• EXERCISE REQUIREMENTS:
Please copy the material under this line exactly, keeping every line.

• EXTRACTED ENTRIES:

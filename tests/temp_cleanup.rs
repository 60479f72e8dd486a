//! Ingestion materializes uploads into the system temp directory; nothing
//! may be left there afterwards. This lives in its own test binary so no
//! other test in the process is creating temp files while we scan.

use std::collections::BTreeSet;
use std::path::PathBuf;

use quackpad::ingest::{self, IngestOutcome, UploadedFile};
use quackpad::session::Session;

fn staged_temp_entries() -> BTreeSet<PathBuf> {
    std::fs::read_dir(std::env::temp_dir())
        .unwrap()
        .filter_map(|entry| entry.ok())
        .map(|entry| entry.path())
        .filter(|path| {
            path.file_name()
                .and_then(|name| name.to_str())
                .map_or(false, |name| name.starts_with("quackpad-"))
        })
        .collect()
}

#[test]
fn ingestion_removes_its_temp_files_on_every_path() {
    let before = staged_temp_entries();

    let mut session = Session::new();
    let conn = session.connection().unwrap();

    // Success path.
    let json = r#"[{"id": 1, "name": "a"}, {"id": 2, "name": "b"}]"#;
    let outcomes = ingest::ingest(
        conn,
        &[UploadedFile::new("records.json", json.as_bytes().to_vec())],
    );
    assert!(matches!(
        outcomes[0],
        IngestOutcome::Registered { rows: 2, .. }
    ));

    // Failure path: the engine rejects the content after the file is staged.
    let outcomes = ingest::ingest(
        conn,
        &[UploadedFile::new(
            "broken.json",
            b"{{{{not json".to_vec(),
        )],
    );
    assert!(matches!(outcomes[0], IngestOutcome::Failed { .. }));

    let leaked: Vec<_> = staged_temp_entries().difference(&before).cloned().collect();
    assert!(leaked.is_empty(), "temp files left behind: {leaked:?}");
}
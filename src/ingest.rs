//! File ingestion: uploaded CSV/JSON buffers become database tables.
//!
//! The engine's readers want a file path, not an in-memory buffer, so each
//! upload is materialized to a named temporary file for the duration of the
//! `CREATE TABLE` statement. The [`NamedTempFile`](tempfile::NamedTempFile)
//! guard removes it when the registration scope ends, whether or not the
//! statement succeeded.

use std::io::Write;

use duckdb::Connection;
use tempfile::NamedTempFile;

use crate::error::IngestError;

/// Table name for the bundled sample dataset.
pub const SAMPLE_TABLE: &str = "posts";

const SAMPLE_JSON: &str = include_str!("../sample_data/posts.json");

/// A transient (filename, bytes) pair consumed during ingestion.
pub struct UploadedFile {
    pub name: String,
    pub bytes: Vec<u8>,
}

impl UploadedFile {
    pub fn new(name: impl Into<String>, bytes: Vec<u8>) -> Self {
        Self {
            name: name.into(),
            bytes,
        }
    }
}

/// Per-file result of an ingestion batch.
#[derive(Debug)]
pub enum IngestOutcome {
    /// The file was parsed and registered as a table.
    Registered {
        file: String,
        table: String,
        rows: usize,
    },
    /// Unrecognized extension; the file was not loaded.
    Skipped { file: String },
    /// Decoding, temp-file, or registration failure for this file.
    Failed { file: String, error: IngestError },
}

/// Recognized source formats, dispatched on filename suffix.
#[derive(Debug, Clone, Copy, PartialEq, Eq)]
enum SourceFormat {
    Csv,
    Json,
}

impl SourceFormat {
    /// Match a recognized suffix (case-sensitive, exact) and return the
    /// format together with the table name (filename minus suffix).
    fn from_name(name: &str) -> Option<(Self, &str)> {
        if let Some(stem) = name.strip_suffix(".csv") {
            Some((SourceFormat::Csv, stem))
        } else if let Some(stem) = name.strip_suffix(".json") {
            Some((SourceFormat::Json, stem))
        } else {
            None
        }
    }

    /// The engine's reader function for this format.
    fn reader_function(self) -> &'static str {
        match self {
            SourceFormat::Csv => "read_csv_auto",
            SourceFormat::Json => "read_json_auto",
        }
    }

    /// Temp-file suffix, so the engine's own sniffing agrees with ours.
    fn temp_suffix(self) -> &'static str {
        match self {
            SourceFormat::Csv => ".csv",
            SourceFormat::Json => ".json",
        }
    }
}

/// Load a batch of uploaded files into the connection's table catalog.
///
/// Each file gets its own outcome; a failure never aborts the remaining
/// files. Outcomes are returned in input order.
pub fn ingest(conn: &Connection, files: &[UploadedFile]) -> Vec<IngestOutcome> {
    files
        .iter()
        .map(|file| match ingest_one(conn, file) {
            Ok(outcome) => outcome,
            Err(error) => {
                tracing::warn!(file = %file.name, %error, "ingestion failed");
                IngestOutcome::Failed {
                    file: file.name.clone(),
                    error,
                }
            }
        })
        .collect()
}

fn ingest_one(conn: &Connection, file: &UploadedFile) -> Result<IngestOutcome, IngestError> {
    let Some((format, table)) = SourceFormat::from_name(&file.name) else {
        tracing::warn!(file = %file.name, "unrecognized extension, skipping");
        return Ok(IngestOutcome::Skipped {
            file: file.name.clone(),
        });
    };

    let text = std::str::from_utf8(&file.bytes).map_err(|_| IngestError::Utf8 {
        file: file.name.clone(),
    })?;

    let rows = register_table(conn, &file.name, table, format, text)?;
    tracing::info!(file = %file.name, table, rows, "registered table");

    Ok(IngestOutcome::Registered {
        file: file.name.clone(),
        table: table.to_string(),
        rows,
    })
}

/// Load the bundled sample dataset, registering (or replacing) the
/// fixed-name `posts` table.
pub fn load_sample(conn: &Connection) -> Result<IngestOutcome, IngestError> {
    let file = format!("{SAMPLE_TABLE}.json");
    let rows = register_table(conn, &file, SAMPLE_TABLE, SourceFormat::Json, SAMPLE_JSON)?;
    tracing::info!(table = SAMPLE_TABLE, rows, "loaded sample dataset");

    Ok(IngestOutcome::Registered {
        file,
        table: SAMPLE_TABLE.to_string(),
        rows,
    })
}

/// Materialize `text` to a temp file and register it as `table`.
///
/// `CREATE OR REPLACE` gives overwrite semantics for duplicate names. The
/// temp file is deleted when the guard drops, including when registration
/// fails.
fn register_table(
    conn: &Connection,
    file: &str,
    table: &str,
    format: SourceFormat,
    text: &str,
) -> Result<usize, IngestError> {
    let temp_file_error = |reason: String| IngestError::TempFile {
        file: file.to_string(),
        reason,
    };

    let tmp: NamedTempFile = tempfile::Builder::new()
        .prefix("quackpad-")
        .suffix(format.temp_suffix())
        .tempfile()
        .map_err(|e| temp_file_error(e.to_string()))?;
    tmp.as_file()
        .write_all(text.as_bytes())
        .map_err(|e| temp_file_error(e.to_string()))?;

    let path = tmp.path().to_string_lossy();
    let sql = format!(
        "CREATE OR REPLACE TABLE {} AS SELECT * FROM {}('{}')",
        quote_ident(table),
        format.reader_function(),
        escape_literal(&path),
    );
    conn.execute(&sql, [])
        .map_err(|e| IngestError::Registration {
            file: file.to_string(),
            reason: e.to_string(),
        })?;

    let count_sql = format!("SELECT count(*) FROM {}", quote_ident(table));
    let rows: i64 = conn
        .query_row(&count_sql, [], |row| row.get(0))
        .map_err(|e| IngestError::Registration {
            file: file.to_string(),
            reason: e.to_string(),
        })?;

    Ok(rows as usize)
}

/// Quote an identifier for use in SQL text.
pub(crate) fn quote_ident(name: &str) -> String {
    format!("\"{}\"", name.replace('"', "\"\""))
}

/// Escape a string literal for use in SQL text.
fn escape_literal(value: &str) -> String {
    value.replace('\'', "''")
}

• TASK RESULT:
filename tests/temp_cleanup.rs
repository 60479f72e8dd486a
//! Ingestion materializes uploads into the system temp directory; nothing
//! may be left there afterwards. This lives in its own test binary so no
//! other test in the process is creating temp files while we scan.

use std::collections::BTreeSet;
use std::path::PathBuf;

use quackpad::ingest::{self, IngestOutcome, UploadedFile};
use quackpad::session::Session;

fn staged_temp_entries() -> BTreeSet<PathBuf> {
    std::fs::read_dir(std::env::temp_dir())
        .unwrap()
        .filter_map(|entry| entry.ok())
        .map(|entry| entry.path())
        .filter(|path| {
            path.file_name()
                .and_then(|name| name.to_str())
                .map_or(false, |name| name.starts_with("quackpad-"))
        })
        .collect()
}

#[test]
fn ingestion_removes_its_temp_files_on_every_path() {
    let before = staged_temp_entries();

    let mut session = Session::new();
    let conn = session.connection().unwrap();

    // Success path.
    let json = r#"[{"id": 1, "name": "a"}, {"id": 2, "name": "b"}]"#;
    let outcomes = ingest::ingest(
        conn,
        &[UploadedFile::new("records.json", json.as_bytes().to_vec())],
    );
    assert!(matches!(
        outcomes[0],
        IngestOutcome::Registered { rows: 2, .. }
    ));

    // Failure path: the engine rejects the content after the file is staged.
    let outcomes = ingest::ingest(
        conn,
        &[UploadedFile::new(
            "broken.json",
            b"{{{{not json".to_vec(),
        )],
    );
    assert!(matches!(outcomes[0], IngestOutcome::Failed { .. }));

    let leaked: Vec<_> = staged_temp_entries().difference(&before).cloned().collect();
    assert!(leaked.is_empty(), "temp files left behind: {leaked:?}");
}
filename src/ingest.rs
//! File ingestion: uploaded CSV/JSON buffers become database tables.
//!
//! The engine's readers want a file path, not an in-memory buffer, so each
//! upload is materialized to a named temporary file for the duration of the
//! `CREATE TABLE` statement. The [`NamedTempFile`](tempfile::NamedTempFile)
//! guard removes it when the registration scope ends, whether or not the
//! statement succeeded.

use std::io::Write;

use duckdb::Connection;
use tempfile::NamedTempFile;

use crate::error::IngestError;

/// Table name for the bundled sample dataset.
pub const SAMPLE_TABLE: &str = "posts";

const SAMPLE_JSON: &str = include_str!("../sample_data/posts.json");

/// A transient (filename, bytes) pair consumed during ingestion.
pub struct UploadedFile {
    pub name: String,
    pub bytes: Vec<u8>,
}

impl UploadedFile {
    pub fn new(name: impl Into<String>, bytes: Vec<u8>) -> Self {
        Self {
            name: name.into(),
            bytes,
        }
    }
}

/// Per-file result of an ingestion batch.
#[derive(Debug)]
pub enum IngestOutcome {
    /// The file was parsed and registered as a table.
    Registered {
        file: String,
        table: String,
        rows: usize,
    },
    /// Unrecognized extension; the file was not loaded.
    Skipped { file: String },
    /// Decoding, temp-file, or registration failure for this file.
    Failed { file: String, error: IngestError },
}

/// Recognized source formats, dispatched on filename suffix.
#[derive(Debug, Clone, Copy, PartialEq, Eq)]
enum SourceFormat {
    Csv,
    Json,
}

impl SourceFormat {
    /// Match a recognized suffix (case-sensitive, exact) and return the
    /// format together with the table name (filename minus suffix).
    fn from_name(name: &str) -> Option<(Self, &str)> {
        if let Some(stem) = name.strip_suffix(".csv") {
            Some((SourceFormat::Csv, stem))
        } else if let Some(stem) = name.strip_suffix(".json") {
            Some((SourceFormat::Json, stem))
        } else {
            None
        }
    }

    /// The engine's reader function for this format.
    fn reader_function(self) -> &'static str {
        match self {
            SourceFormat::Csv => "read_csv_auto",
            SourceFormat::Json => "read_json_auto",
        }
    }

    /// Temp-file suffix, so the engine's own sniffing agrees with ours.
    fn temp_suffix(self) -> &'static str {
        match self {
            SourceFormat::Csv => ".csv",
            SourceFormat::Json => ".json",
        }
    }
}

/// Load a batch of uploaded files into the connection's table catalog.
///
/// Each file gets its own outcome; a failure never aborts the remaining
/// files. Outcomes are returned in input order.
pub fn ingest(conn: &Connection, files: &[UploadedFile]) -> Vec<IngestOutcome> {
    files
        .iter()
        .map(|file| match ingest_one(conn, file) {
            Ok(outcome) => outcome,
            Err(error) => {
                tracing::warn!(file = %file.name, %error, "ingestion failed");
                IngestOutcome::Failed {
                    file: file.name.clone(),
                    error,
                }
            }
        })
        .collect()
}

fn ingest_one(conn: &Connection, file: &UploadedFile) -> Result<IngestOutcome, IngestError> {
    let Some((format, table)) = SourceFormat::from_name(&file.name) else {
        tracing::warn!(file = %file.name, "unrecognized extension, skipping");
        return Ok(IngestOutcome::Skipped {
            file: file.name.clone(),
        });
    };

    let text = std::str::from_utf8(&file.bytes).map_err(|_| IngestError::Utf8 {
        file: file.name.clone(),
    })?;

    let rows = register_table(conn, &file.name, table, format, text)?;
    tracing::info!(file = %file.name, table, rows, "registered table");

    Ok(IngestOutcome::Registered {
        file: file.name.clone(),
        table: table.to_string(),
        rows,
    })
}

/// Load the bundled sample dataset, registering (or replacing) the
/// fixed-name `posts` table.
pub fn load_sample(conn: &Connection) -> Result<IngestOutcome, IngestError> {
    let file = format!("{SAMPLE_TABLE}.json");
    let rows = register_table(conn, &file, SAMPLE_TABLE, SourceFormat::Json, SAMPLE_JSON)?;
    tracing::info!(table = SAMPLE_TABLE, rows, "loaded sample dataset");

    Ok(IngestOutcome::Registered {
        file,
        table: SAMPLE_TABLE.to_string(),
        rows,
    })
}

/// Materialize `text` to a temp file and register it as `table`.
///
/// `CREATE OR REPLACE` gives overwrite semantics for duplicate names. The
/// temp file is deleted when the guard drops, including when registration
/// fails.
fn register_table(
    conn: &Connection,
    file: &str,
    table: &str,
    format: SourceFormat,
    text: &str,
) -> Result<usize, IngestError> {
    let temp_file_error = |reason: String| IngestError::TempFile {
        file: file.to_string(),
        reason,
    };

    let tmp: NamedTempFile = tempfile::Builder::new()
        .prefix("quackpad-")
        .suffix(format.temp_suffix())
        .tempfile()
        .map_err(|e| temp_file_error(e.to_string()))?;
    tmp.as_file()
        .write_all(text.as_bytes())
        .map_err(|e| temp_file_error(e.to_string()))?;

    let path = tmp.path().to_string_lossy();
    let sql = format!(
        "CREATE OR REPLACE TABLE {} AS SELECT * FROM {}('{}')",
        quote_ident(table),
        format.reader_function(),
        escape_literal(&path),
    );
    conn.execute(&sql, [])
        .map_err(|e| IngestError::Registration {
            file: file.to_string(),
            reason: e.to_string(),
        })?;

    let count_sql = format!("SELECT count(*) FROM {}", quote_ident(table));
    let rows: i64 = conn
        .query_row(&count_sql, [], |row| row.get(0))
        .map_err(|e| IngestError::Registration {
            file: file.to_string(),
            reason: e.to_string(),
        })?;

    Ok(rows as usize)
}

/// Quote an identifier for use in SQL text.
pub(crate) fn quote_ident(name: &str) -> String {
    format!("\"{}\"", name.replace('"', "\"\""))
}

/// Escape a string literal for use in SQL text.
fn escape_literal(value: &str) -> String {
    value.replace('\'', "''")
}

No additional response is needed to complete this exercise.